" al mio passaggio a Milano, un grande popolo risvegliato apriva un momento gli occhi. L'italia usciva dal suo sonno, e ricordava il proprio genio come un sogno divino: .. ella portava nella meschineria della nostra povertà la grandezza della natura transalpina, nutrita come era, questa Ausonia, ai capolavori delle arti ed alle alte reminiscenze di una patria famosa "
Chateaubriand
In questi tempi celebriamo i centocinquant'anni dell'unità d'Italia, avvenuta come noto il 17 marzo 1861. Processo avvenuto a termine di quel lungo percorso storico noto col nome di Risorgimento.

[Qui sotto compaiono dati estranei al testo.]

#![doc = include_str!("../README.md")]
//! `thaw` analyzes AWS Lambda invocation performance from CloudWatch platform reports
//! and benchmarks memory configurations against a live function.

pub mod analysis;
pub mod aws_setup;
pub mod benchmark;
pub mod cli;
pub mod cloudwatch;
pub mod commands;
pub mod compare;
pub mod config;
pub mod console;
pub mod lambda;
pub mod parser;
pub mod progress;
pub mod rates;
pub mod report;
pub mod sample;
pub mod stats;
pub mod types;
pub mod utils;

use anyhow::Result;
use tracing::level_filters::LevelFilter;
use tracing_subscriber::{fmt, prelude::*, EnvFilter};

use aws_setup::setup_aws_clients;
pub use cli::{CliArgs, Commands};
use config::{load_and_resolve_config, ProfileConfig};

/// Installs the log subscriber. `RUST_LOG` wins when set; otherwise `-v` raises this
/// crate's level from WARN up to TRACE. Logs go to stderr.
pub fn init_logging(verbose: u8) {
    let filter = if std::env::var_os(EnvFilter::DEFAULT_ENV).is_some() {
        EnvFilter::from_default_env()
    } else {
        let log_level = match verbose {
            0 => LevelFilter::WARN,
            1 => LevelFilter::INFO,
            2 => LevelFilter::DEBUG,
            _ => LevelFilter::TRACE,
        };
        EnvFilter::builder()
            .with_default_directive(LevelFilter::WARN.into())
            .parse_lossy(format!("{}={}", env!("CARGO_PKG_NAME"), log_level))
    };
    tracing_subscriber::registry()
        .with(fmt::layer().with_writer(std::io::stderr))
        .with(filter)
        .init();
}

/// Resolves configuration, sets up AWS clients and runs the selected command.
pub async fn run_thaw(args: CliArgs) -> Result<()> {
    let cli_layer = ProfileConfig::from_cli_args(&args);
    let config = load_and_resolve_config(
        args.config_path.as_deref(),
        args.config_profile.as_deref(),
        &cli_layer,
    )?;
    tracing::debug!(?config, "Resolved configuration");

    let clients =
        setup_aws_clients(config.aws_region.as_deref(), config.aws_profile.as_deref()).await;

    match &args.command {
        Commands::Analyze(analyze) => {
            commands::analyze(analyze, &config, clients, args.json).await
        }
        Commands::Compare(compare) => {
            commands::compare(compare, &config, clients, args.json).await
        }
        Commands::Benchmark(benchmark) => {
            commands::benchmark(benchmark, &config, clients, args.json).await
        }
    }
}
use chrono::{DateTime, Utc};
use serde::{Deserialize, Serialize};
use std::fmt;

/// One completed Lambda invocation, as reported by the platform `REPORT` record.
#[derive(Debug, Clone, PartialEq, Serialize, Deserialize)]
pub struct InvocationRecord {
    pub request_id: String,
    pub timestamp: DateTime<Utc>,
    pub duration_ms: f64,
    pub billed_duration_ms: f64,
    pub memory_configured_mb: u32,
    pub memory_used_mb: f64,
    /// Present only on cold starts.
    #[serde(default, skip_serializing_if = "Option::is_none")]
    pub init_duration_ms: Option<f64>,
    /// Present only on SnapStart restores.
    #[serde(default, skip_serializing_if = "Option::is_none")]
    pub restore_duration_ms: Option<f64>,
}

impl InvocationRecord {
    pub fn is_cold_start(&self) -> bool {
        self.init_duration_ms.is_some()
    }

    pub fn is_snapstart_restore(&self) -> bool {
        self.restore_duration_ms.is_some()
    }

    /// Init plus handler duration, for cold starts only.
    pub fn total_cold_start_ms(&self) -> Option<f64> {
        self.init_duration_ms.map(|init| init + self.duration_ms)
    }

    /// Cost of this invocation given a price per GB-millisecond.
    pub fn cost(&self, price_per_gb_ms: f64) -> f64 {
        self.billed_duration_ms * f64::from(self.memory_configured_mb) * price_per_gb_ms / 1024.0
    }

    pub fn value(&self, metric: Metric) -> Option<f64> {
        match metric {
            Metric::Duration => Some(self.duration_ms),
            Metric::BilledDuration => Some(self.billed_duration_ms),
            Metric::MemoryUsed => Some(self.memory_used_mb),
            Metric::MemoryConfigured => Some(f64::from(self.memory_configured_mb)),
            Metric::InitDuration => self.init_duration_ms,
            Metric::RestoreDuration => self.restore_duration_ms,
            Metric::TotalColdStart => self.total_cold_start_ms(),
        }
    }
}

/// Numeric fields that can be projected out of a sample set.
#[derive(Debug, Clone, Copy, PartialEq, Eq, Hash, Serialize, Deserialize)]
#[serde(rename_all = "snake_case")]
pub enum Metric {
    Duration,
    BilledDuration,
    MemoryUsed,
    MemoryConfigured,
    InitDuration,
    RestoreDuration,
    TotalColdStart,
}

impl Metric {
    pub fn label(&self) -> &'static str {
        match self {
            Metric::Duration => "Duration",
            Metric::BilledDuration => "Billed Duration",
            Metric::MemoryUsed => "Memory Used",
            Metric::MemoryConfigured => "Memory Size",
            Metric::InitDuration => "Init Duration",
            Metric::RestoreDuration => "Restore Duration",
            Metric::TotalColdStart => "Cold Start Duration",
        }
    }

    pub fn unit(&self) -> &'static str {
        match self {
            Metric::MemoryUsed | Metric::MemoryConfigured => "MB",
            _ => "ms",
        }
    }
}

impl fmt::Display for Metric {
    fn fmt(&self, f: &mut fmt::Formatter<'_>) -> fmt::Result {
        f.write_str(self.label())
    }
}

/// A raw log event as delivered by a log source.
#[derive(Debug, Clone, PartialEq, Serialize, Deserialize)]
pub struct LogEvent {
    pub timestamp: DateTime<Utc>,
    pub message: String,
}

impl LogEvent {
    pub fn new(timestamp: DateTime<Utc>, message: impl Into<String>) -> Self {
        Self {
            timestamp,
            message: message.into(),
        }
    }
}

/// Inclusive time bounds of a fetch.
#[derive(Debug, Clone, Copy, PartialEq, Eq, Serialize, Deserialize)]
pub struct TimeWindow {
    pub start: DateTime<Utc>,
    pub end: DateTime<Utc>,
}

impl TimeWindow {
    pub fn new(start: DateTime<Utc>, end: DateTime<Utc>) -> Self {
        Self { start, end }
    }

    pub fn contains(&self, ts: DateTime<Utc>) -> bool {
        ts >= self.start && ts <= self.end
    }
}

#[cfg(test)]
mod tests {
    use super::*;
    use chrono::TimeZone;

    fn record(init: Option<f64>) -> InvocationRecord {
        InvocationRecord {
            request_id: "req-1".to_string(),
            timestamp: Utc.with_ymd_and_hms(2024, 1, 15, 10, 0, 0).unwrap(),
            duration_ms: 100.0,
            billed_duration_ms: 100.0,
            memory_configured_mb: 1024,
            memory_used_mb: 80.0,
            init_duration_ms: init,
            restore_duration_ms: None,
        }
    }

    #[test]
    fn test_total_cold_start_only_for_cold_starts() {
        assert_eq!(record(Some(250.0)).total_cold_start_ms(), Some(350.0));
        assert_eq!(record(None).total_cold_start_ms(), None);
        assert_eq!(record(None).value(Metric::InitDuration), None);
    }

    #[test]
    fn test_cost_uses_gb_ms() {
        // 100ms at 1GB
        let cost = record(None).cost(0.000_000_016_666_7);
        assert!((cost - 0.000_001_666_67).abs() < 1e-12);
    }

    #[test]
    fn test_window_is_inclusive() {
        let start = Utc.with_ymd_and_hms(2024, 1, 15, 0, 0, 0).unwrap();
        let end = Utc.with_ymd_and_hms(2024, 1, 16, 0, 0, 0).unwrap();
        let window = TimeWindow::new(start, end);
        assert!(window.contains(start));
        assert!(window.contains(end));
        assert!(!window.contains(end + chrono::Duration::milliseconds(1)));
    }
}
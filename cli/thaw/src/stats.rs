use serde::{Deserialize, Serialize};
use statrs::statistics::{Data, Distribution};
use thiserror::Error;

pub const DEFAULT_BUCKET_COUNT: usize = 20;
pub const DEFAULT_PERCENTILES: [f64; 5] = [50.0, 90.0, 95.0, 99.0, 100.0];
pub const DEFAULT_LOW_CONFIDENCE_THRESHOLD: usize = 30;

/// Tunables for distribution summaries.
///
/// `bucket_count` also drives the precision of the overlap estimate in comparisons:
/// fewer buckets merge nearby values and overstate overlap.
#[derive(Debug, Clone, PartialEq, Serialize, Deserialize)]
pub struct StatsSettings {
    pub bucket_count: usize,
    pub percentiles: Vec<f64>,
    /// Comparisons with fewer samples on either side are flagged, never rejected.
    pub low_confidence_threshold: usize,
}

impl Default for StatsSettings {
    fn default() -> Self {
        Self {
            bucket_count: DEFAULT_BUCKET_COUNT,
            percentiles: DEFAULT_PERCENTILES.to_vec(),
            low_confidence_threshold: DEFAULT_LOW_CONFIDENCE_THRESHOLD,
        }
    }
}

impl StatsSettings {
    pub fn validate(&self) -> Result<(), AnalysisError> {
        if self.bucket_count == 0 {
            return Err(AnalysisError::InvalidBucketCount(self.bucket_count));
        }
        if let Some(p) = self
            .percentiles
            .iter()
            .find(|p| !(0.0..=100.0).contains(*p))
        {
            return Err(AnalysisError::InvalidPercentile(*p));
        }
        Ok(())
    }
}

#[derive(Debug, Error, PartialEq)]
pub enum AnalysisError {
    #[error("bucket width must be positive, got {0}")]
    InvalidBucketWidth(String),
    #[error("time range needs {requested} buckets, more than the limit of {max}; use a wider bucket")]
    TooManyBuckets { requested: u64, max: usize },
    #[error("bucket count must be at least 1, got {0}")]
    InvalidBucketCount(usize),
    #[error("percentile must be within 0..=100, got {0}")]
    InvalidPercentile(f64),
}

#[derive(Debug, Clone, Copy, PartialEq, Serialize, Deserialize)]
pub struct PercentileValue {
    pub percentile: f64,
    pub value: f64,
}

#[derive(Debug, Clone, Copy, PartialEq, Serialize, Deserialize)]
pub struct HistogramBucket {
    pub lower: f64,
    pub upper: f64,
    pub count: usize,
}

/// Descriptive statistics over one projection of a sample set.
///
/// Every derived field is `None` when `count == 0`; `stddev` is also `None` when `count == 1`.
#[derive(Debug, Clone, PartialEq, Default, Serialize, Deserialize)]
pub struct DistributionSummary {
    pub count: usize,
    pub mean: Option<f64>,
    pub stddev: Option<f64>,
    pub min: Option<f64>,
    pub max: Option<f64>,
    pub percentiles: Vec<PercentileValue>,
    pub histogram: Vec<HistogramBucket>,
}

impl DistributionSummary {
    pub fn is_empty(&self) -> bool {
        self.count == 0
    }

    pub fn percentile(&self, percentile: f64) -> Option<f64> {
        self.percentiles
            .iter()
            .find(|p| (p.percentile - percentile).abs() < f64::EPSILON)
            .map(|p| p.value)
    }

    pub fn median(&self) -> Option<f64> {
        self.percentile(50.0)
    }
}

pub fn summarize(values: &[f64]) -> DistributionSummary {
    summarize_with(values, &StatsSettings::default())
}

pub fn summarize_with(values: &[f64], settings: &StatsSettings) -> DistributionSummary {
    if values.is_empty() {
        return DistributionSummary::default();
    }

    let sorted = sorted_copy(values);
    let count = sorted.len();
    let min = sorted[0];
    let max = sorted[count - 1];

    let data = Data::new(sorted.clone());
    let mean = data.mean();
    let stddev = if count > 1 { data.std_dev() } else { None };

    let percentiles = settings
        .percentiles
        .iter()
        .filter_map(|&p| {
            percentile(&sorted, p).map(|value| PercentileValue {
                percentile: p,
                value,
            })
        })
        .collect();

    DistributionSummary {
        count,
        mean,
        stddev,
        min: Some(min),
        max: Some(max),
        percentiles,
        histogram: histogram(&sorted, min, max, settings.bucket_count),
    }
}

pub(crate) fn sorted_copy(values: &[f64]) -> Vec<f64> {
    let mut sorted = values.to_vec();
    sorted.sort_by(f64::total_cmp);
    sorted
}

/// Linear interpolation between the two order statistics bracketing `p/100 * (n-1)`.
///
/// `sorted` must be ascending. Returns `None` for an empty slice or a percentile outside `0..=100`.
pub fn percentile(sorted: &[f64], p: f64) -> Option<f64> {
    if sorted.is_empty() || !(0.0..=100.0).contains(&p) {
        return None;
    }
    let n = sorted.len();
    if n == 1 {
        return Some(sorted[0]);
    }
    let rank = p / 100.0 * (n - 1) as f64;
    let lower = rank.floor() as usize;
    let upper = lower + 1;
    if upper >= n {
        return Some(sorted[n - 1]);
    }
    let fraction = rank - lower as f64;
    Some(sorted[lower] + fraction * (sorted[upper] - sorted[lower]))
}

/// Counts `values` into `bucket_count` equal-width buckets spanning `[lower, upper]`.
///
/// A zero-width range yields a single bucket holding every in-range value. Values outside
/// the range are not counted.
pub fn histogram(
    values: &[f64],
    lower: f64,
    upper: f64,
    bucket_count: usize,
) -> Vec<HistogramBucket> {
    if values.is_empty() {
        return Vec::new();
    }
    let in_range = |v: &&f64| **v >= lower && **v <= upper;

    if upper <= lower {
        return vec![HistogramBucket {
            lower,
            upper,
            count: values.iter().filter(in_range).count(),
        }];
    }

    let bucket_count = bucket_count.max(1);
    let width = (upper - lower) / bucket_count as f64;
    let mut buckets: Vec<HistogramBucket> = (0..bucket_count)
        .map(|i| HistogramBucket {
            lower: lower + width * i as f64,
            upper: if i + 1 == bucket_count {
                upper
            } else {
                lower + width * (i + 1) as f64
            },
            count: 0,
        })
        .collect();

    for value in values.iter().filter(in_range) {
        let index = (((value - lower) / width) as usize).min(bucket_count - 1);
        buckets[index].count += 1;
    }
    buckets
}
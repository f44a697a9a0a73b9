//! Purchase (order) entity and the values it is built from.

use chrono::{DateTime, Utc};
use common::{ClientId, ProductId, PurchaseId, Version};
use serde::{Deserialize, Serialize};

use crate::error::DomainError;
use crate::status::PurchaseStatus;
use crate::value_objects::Money;

/// The client who owns a purchase.
#[derive(Debug, Clone, PartialEq, Eq, Serialize, Deserialize)]
pub struct Client {
    pub id: ClientId,
    pub name: String,
    #[serde(default)]
    pub document: Option<String>,
    #[serde(default)]
    pub email: Option<String>,
}

impl Client {
    /// Creates a client with only a name.
    pub fn new(id: ClientId, name: impl Into<String>) -> Self {
        Self {
            id,
            name: name.into(),
            document: None,
            email: None,
        }
    }
}

/// A catalog product as it was priced when selected.
#[derive(Debug, Clone, PartialEq, Eq, Serialize, Deserialize)]
pub struct Product {
    pub id: ProductId,
    pub name: String,
    #[serde(default)]
    pub description: Option<String>,
    pub price: Money,
    pub category: String,
}

impl Product {
    /// Creates a new product.
    pub fn new(
        id: ProductId,
        name: impl Into<String>,
        price: Money,
        category: impl Into<String>,
    ) -> Self {
        Self {
            id,
            name: name.into(),
            description: None,
            price,
            category: category.into(),
        }
    }
}

/// A product chosen for a purchase, with any extra components added to it.
#[derive(Debug, Clone, PartialEq, Eq, Serialize, Deserialize)]
pub struct SelectedProduct {
    pub product: Product,
    #[serde(default)]
    pub added_components: Vec<Product>,
}

impl SelectedProduct {
    /// Selects a product without components.
    pub fn new(product: Product) -> Self {
        Self {
            product,
            added_components: Vec::new(),
        }
    }

    /// Adds a component to the selection.
    pub fn with_component(mut self, component: Product) -> Self {
        self.added_components.push(component);
        self
    }

    /// Returns the product price plus every component price.
    pub fn price(&self) -> Result<Money, DomainError> {
        let mut total = self.product.price.clone();
        for component in &self.added_components {
            total = total.checked_add(&component.price)?;
        }
        Ok(total)
    }

    fn validate(&self) -> Result<(), DomainError> {
        std::iter::once(&self.product)
            .chain(&self.added_components)
            .find(|p| p.price.is_negative())
            .map_or(Ok(()), |p| {
                Err(DomainError::InvalidPrice {
                    product: p.name.clone(),
                    cents: p.price.cents(),
                })
            })
    }
}

/// A client's purchase.
#[derive(Debug, Clone, PartialEq, Eq, Serialize, Deserialize)]
pub struct Purchase {
    pub id: PurchaseId,
    pub client: Client,
    pub selected_products: Vec<SelectedProduct>,
    pub status: PurchaseStatus,
    pub total: Money,
    pub version: Version,
    pub created_at: DateTime<Utc>,
    pub updated_at: DateTime<Utc>,
}

/// Input for creating a purchase. New purchases always start in `Creating`.
#[derive(Debug, Clone, PartialEq, Eq, Serialize, Deserialize)]
pub struct NewPurchase {
    pub client: Client,
    pub selected_products: Vec<SelectedProduct>,
    pub total: Money,
}

impl NewPurchase {
    /// Builds a purchase whose total is the sum of the selected products.
    pub fn new(
        client: Client,
        selected_products: Vec<SelectedProduct>,
    ) -> Result<Self, DomainError> {
        let (first, rest) = selected_products
            .split_first()
            .ok_or(DomainError::NoProducts)?;

        first.validate()?;
        let mut total = first.price()?;
        for selected in rest {
            selected.validate()?;
            total = total.checked_add(&selected.price()?)?;
        }

        Ok(Self {
            client,
            selected_products,
            total,
        })
    }
}
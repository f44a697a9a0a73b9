//! Payment and payment-method entities.

use chrono::{DateTime, Utc};
use common::{PaymentId, PaymentMethodId, PurchaseId, Version};
use serde::{Deserialize, Serialize};

use crate::status::PaymentStatus;
use crate::value_objects::Money;

/// A configured way to pay, mapped to a provider through `sys_name`.
#[derive(Debug, Clone, PartialEq, Eq, Serialize, Deserialize)]
pub struct PaymentMethod {
    pub id: PaymentMethodId,
    pub name: String,
    /// Identifier of the provider implementation handling this method.
    pub sys_name: String,
    pub description: Option<String>,
    pub is_active: bool,
}

/// Input for registering a payment method.
#[derive(Debug, Clone, PartialEq, Eq, Serialize, Deserialize)]
pub struct NewPaymentMethod {
    pub name: String,
    pub sys_name: String,
    pub description: Option<String>,
    pub is_active: bool,
}

impl NewPaymentMethod {
    /// Creates an active payment method.
    pub fn active(name: impl Into<String>, sys_name: impl Into<String>) -> Self {
        Self {
            name: name.into(),
            sys_name: sys_name.into(),
            description: None,
            is_active: true,
        }
    }

    /// Creates an inactive payment method.
    pub fn inactive(name: impl Into<String>, sys_name: impl Into<String>) -> Self {
        Self {
            is_active: false,
            ..Self::active(name, sys_name)
        }
    }

    /// Sets the description.
    pub fn with_description(mut self, description: impl Into<String>) -> Self {
        self.description = Some(description.into());
        self
    }
}

/// A payment settling (or attempting to settle) a purchase.
#[derive(Debug, Clone, PartialEq, Eq, Serialize, Deserialize)]
pub struct Payment {
    pub id: PaymentId,
    pub payment_method: PaymentMethod,
    pub value: Money,
    pub status: PaymentStatus,
    /// Where the provider confirms an asynchronous payment.
    pub webhook_url: Option<String>,
    pub purchase_id: PurchaseId,
    pub version: Version,
    pub created_at: DateTime<Utc>,
    pub updated_at: DateTime<Utc>,
}

/// Input for creating a payment; the repository attaches it to a purchase.
#[derive(Debug, Clone, PartialEq, Eq)]
pub struct NewPayment {
    pub payment_method: PaymentMethod,
    pub value: Money,
    pub status: PaymentStatus,
    pub webhook_url: Option<String>,
}

impl NewPayment {
    /// A payment settled immediately by a synchronous provider.
    pub fn settled(payment_method: PaymentMethod, value: Money) -> Self {
        Self {
            payment_method,
            value,
            status: PaymentStatus::Paid,
            webhook_url: None,
        }
    }

    /// A payment accepted by the provider and awaiting confirmation.
    pub fn awaiting_confirmation(
        payment_method: PaymentMethod,
        value: Money,
        webhook_url: Option<String>,
    ) -> Self {
        Self {
            payment_method,
            value,
            status: PaymentStatus::Processing,
            webhook_url,
        }
    }
}
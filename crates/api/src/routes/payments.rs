//! Payment lifecycle endpoints.

use std::sync::Arc;

use axum::Json;
use axum::extract::{Path, State};
use common::{PaymentId, PaymentMethodId, PurchaseId};
use domain::{PaymentAggregate, PaymentMethod};
use payments::PaymentService;
use serde::Deserialize;
use store::Store;

use super::parse_id;
use crate::error::ApiError;

/// Shared application state accessible from all handlers.
pub struct AppState<S: Store> {
    pub payments: PaymentService<S>,
}

// -- Request types --

#[derive(Debug, Deserialize)]
pub struct InitiatePaymentRequest {
    pub purchase_id: PurchaseId,
    pub payment_method_id: PaymentMethodId,
    #[serde(default)]
    pub webhook_url: Option<String>,
}

// -- Handlers --

/// POST /payment/: start an asynchronous payment confirmed by webhook.
#[tracing::instrument(skip(state))]
pub async fn initiate<S: Store + 'static>(
    State(state): State<Arc<AppState<S>>>,
    Json(req): Json<InitiatePaymentRequest>,
) -> Result<Json<PaymentAggregate>, ApiError> {
    let aggregate = state
        .payments
        .initiate_purchase_payment(req.purchase_id, req.payment_method_id, req.webhook_url)
        .await?;

    Ok(Json(aggregate))
}

/// POST /payment/:purchase_id/:payment_method_id: charge a purchase synchronously.
#[tracing::instrument(skip(state))]
pub async fn process<S: Store + 'static>(
    State(state): State<Arc<AppState<S>>>,
    Path((purchase_id, payment_method_id)): Path<(String, String)>,
) -> Result<Json<PaymentAggregate>, ApiError> {
    let purchase_id: PurchaseId = parse_id(&purchase_id)?;
    let payment_method_id: PaymentMethodId = parse_id(&payment_method_id)?;

    let aggregate = state
        .payments
        .process_purchase_payment(purchase_id, payment_method_id)
        .await?;

    Ok(Json(aggregate))
}

/// GET /payment/methods: list payment methods.
#[tracing::instrument(skip(state))]
pub async fn list_methods<S: Store + 'static>(
    State(state): State<Arc<AppState<S>>>,
) -> Result<Json<Vec<PaymentMethod>>, ApiError> {
    Ok(Json(state.payments.list_payment_methods().await?))
}

/// GET /payment/:id: load a payment with its purchase.
#[tracing::instrument(skip(state))]
pub async fn get<S: Store + 'static>(
    State(state): State<Arc<AppState<S>>>,
    Path(id): Path<String>,
) -> Result<Json<PaymentAggregate>, ApiError> {
    let payment_id: PaymentId = parse_id(&id)?;
    let aggregate = state
        .payments
        .get_payment(payment_id)
        .await?
        .ok_or(ApiError::NotFound)?;

    Ok(Json(aggregate))
}

/// POST /payment/:id/cancel: provider reports the payment was cancelled.
#[tracing::instrument(skip(state))]
pub async fn cancel<S: Store + 'static>(
    State(state): State<Arc<AppState<S>>>,
    Path(id): Path<String>,
) -> Result<Json<PaymentAggregate>, ApiError> {
    let payment_id: PaymentId = parse_id(&id)?;
    Ok(Json(state.payments.cancel_purchase_payment(payment_id).await?))
}

/// POST /payment/:id/finalize: provider confirms the payment.
#[tracing::instrument(skip(state))]
pub async fn finalize<S: Store + 'static>(
    State(state): State<Arc<AppState<S>>>,
    Path(id): Path<String>,
) -> Result<Json<PaymentAggregate>, ApiError> {
    let payment_id: PaymentId = parse_id(&id)?;
    Ok(Json(
        state.payments.finalize_purchase_payment(payment_id).await?,
    ))
}
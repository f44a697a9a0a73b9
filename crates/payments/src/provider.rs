//! Payment provider capability.

use async_trait::async_trait;
use domain::{Payment, Purchase};

use crate::error::ProviderError;

/// An external payment processor.
///
/// Every operation answers `Ok(true)` when the provider accepted it and
/// `Ok(false)` when it declined; `Err` means the call itself failed.
#[async_trait]
pub trait PaymentProvider: Send + Sync {
    /// Charges the purchase synchronously.
    async fn process_payment(&self, purchase: &Purchase) -> Result<bool, ProviderError>;

    /// Starts an asynchronous charge confirmed later through a webhook.
    async fn initiate_payment(&self, purchase: &Purchase) -> Result<bool, ProviderError>;

    /// Cancels a payment that was initiated but not settled.
    async fn cancel_payment(&self, payment: &Payment) -> Result<bool, ProviderError>;

    /// Confirms a payment that was initiated but not settled.
    async fn finalize_payment(&self, payment: &Payment) -> Result<bool, ProviderError>;
}
use async_trait::async_trait;
use common::{PaymentId, PaymentMethodId, PurchaseId};
use domain::{
    NewPayment, NewPaymentMethod, NewPurchase, Payment, PaymentAggregate, PaymentMethod, Purchase,
    PurchaseAggregate,
};

use crate::Result;

/// Read access to purchases.
#[async_trait]
pub trait PurchaseQuery: Send + Sync {
    /// Loads a purchase together with its latest payment.
    ///
    /// Returns None if the purchase doesn't exist.
    async fn get_purchase(&self, id: PurchaseId) -> Result<Option<PurchaseAggregate>>;
}

/// Write access to purchases.
#[async_trait]
pub trait PurchaseRepository: Send + Sync {
    /// Persists a new purchase in `Creating` status at the first version.
    async fn create_purchase(&self, purchase: NewPurchase) -> Result<Purchase>;

    /// Writes the purchase back, linking it to `payment` when given.
    ///
    /// Fails with `ConcurrencyConflict` if the stored version differs from
    /// `purchase.version`. Returns the purchase at its new version.
    async fn update_purchase(
        &self,
        purchase: &Purchase,
        payment: Option<&Payment>,
    ) -> Result<Purchase>;
}

/// Read access to payment methods.
#[async_trait]
pub trait PaymentMethodQuery: Send + Sync {
    /// Loads a payment method. Returns None if it doesn't exist.
    async fn get_payment_method(&self, id: PaymentMethodId) -> Result<Option<PaymentMethod>>;

    /// Lists every payment method, ordered by id.
    async fn list_payment_methods(&self) -> Result<Vec<PaymentMethod>>;
}

/// Write access to payment methods.
#[async_trait]
pub trait PaymentMethodRepository: Send + Sync {
    /// Registers a payment method.
    async fn create_payment_method(&self, method: NewPaymentMethod) -> Result<PaymentMethod>;
}

/// Read and write access to payments.
#[async_trait]
pub trait PaymentRepository: Send + Sync {
    /// Persists a payment for `purchase`.
    ///
    /// Fails with `DuplicatePayment` if the purchase already has a payment
    /// that is not cancelled. The purchase itself is not modified.
    async fn create_payment(
        &self,
        payment: NewPayment,
        purchase: &Purchase,
    ) -> Result<PaymentAggregate>;

    /// Loads a payment together with its purchase.
    ///
    /// Returns None if the payment doesn't exist.
    async fn get_payment(&self, id: PaymentId) -> Result<Option<PaymentAggregate>>;

    /// Writes the payment back.
    ///
    /// Fails with `ConcurrencyConflict` if the stored version differs from
    /// `payment.version`. Returns the payment at its new version.
    async fn update_payment(&self, payment: &Payment) -> Result<Payment>;
}

/// Every collaborator the payment lifecycle needs, behind one bound.
pub trait Store:
    PurchaseQuery
    + PurchaseRepository
    + PaymentMethodQuery
    + PaymentMethodRepository
    + PaymentRepository
{
}

// Blanket implementation for anything implementing every repository
impl<T> Store for T where
    T: PurchaseQuery
        + PurchaseRepository
        + PaymentMethodQuery
        + PaymentMethodRepository
        + PaymentRepository
        + ?Sized
{
}

/// Rejects a write whose version no longer matches the stored one.
pub(crate) fn check_version(
    entity: &'static str,
    id: i64,
    expected: common::Version,
    actual: common::Version,
) -> Result<()> {
    if expected != actual {
        return Err(crate::StoreError::ConcurrencyConflict {
            entity,
            id,
            expected,
            actual,
        });
    }
    Ok(())
}
//! Liveness endpoints.

use axum::Json;
use serde::Serialize;

#[derive(Serialize)]
pub struct HealthResponse {
    pub status: &'static str,
}

/// GET /: welcome message.
pub async fn welcome() -> Json<&'static str> {
    Json("Welcome to the API")
}

/// GET /health_check: plain liveness probe.
pub async fn health_check() -> Json<&'static str> {
    Json("Healthy")
}

/// GET /health: returns system health status.
pub async fn check() -> Json<HealthResponse> {
    Json(HealthResponse { status: "ok" })
}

Tuttavia un primo seme di italianità, e non solo nella denominazione, si ebbe con la nascita, nel 1805 del Regno Italico, stato a sua volta
figlio delle repubbliche Cisalpina, Cispadana e altre fiorite a seguito della Rivoluzione francese.
Quel ventennio napoleonico portò in Italia gioie e dolori, fu un periodo
complesso che tuttavia concorse grandemente, grazie all'affermazione degli ideali rivoluzionari e di fatto grazie all'affermazione tramite la legislazione pubblica voluta da Napoleone, dello stato di diritto.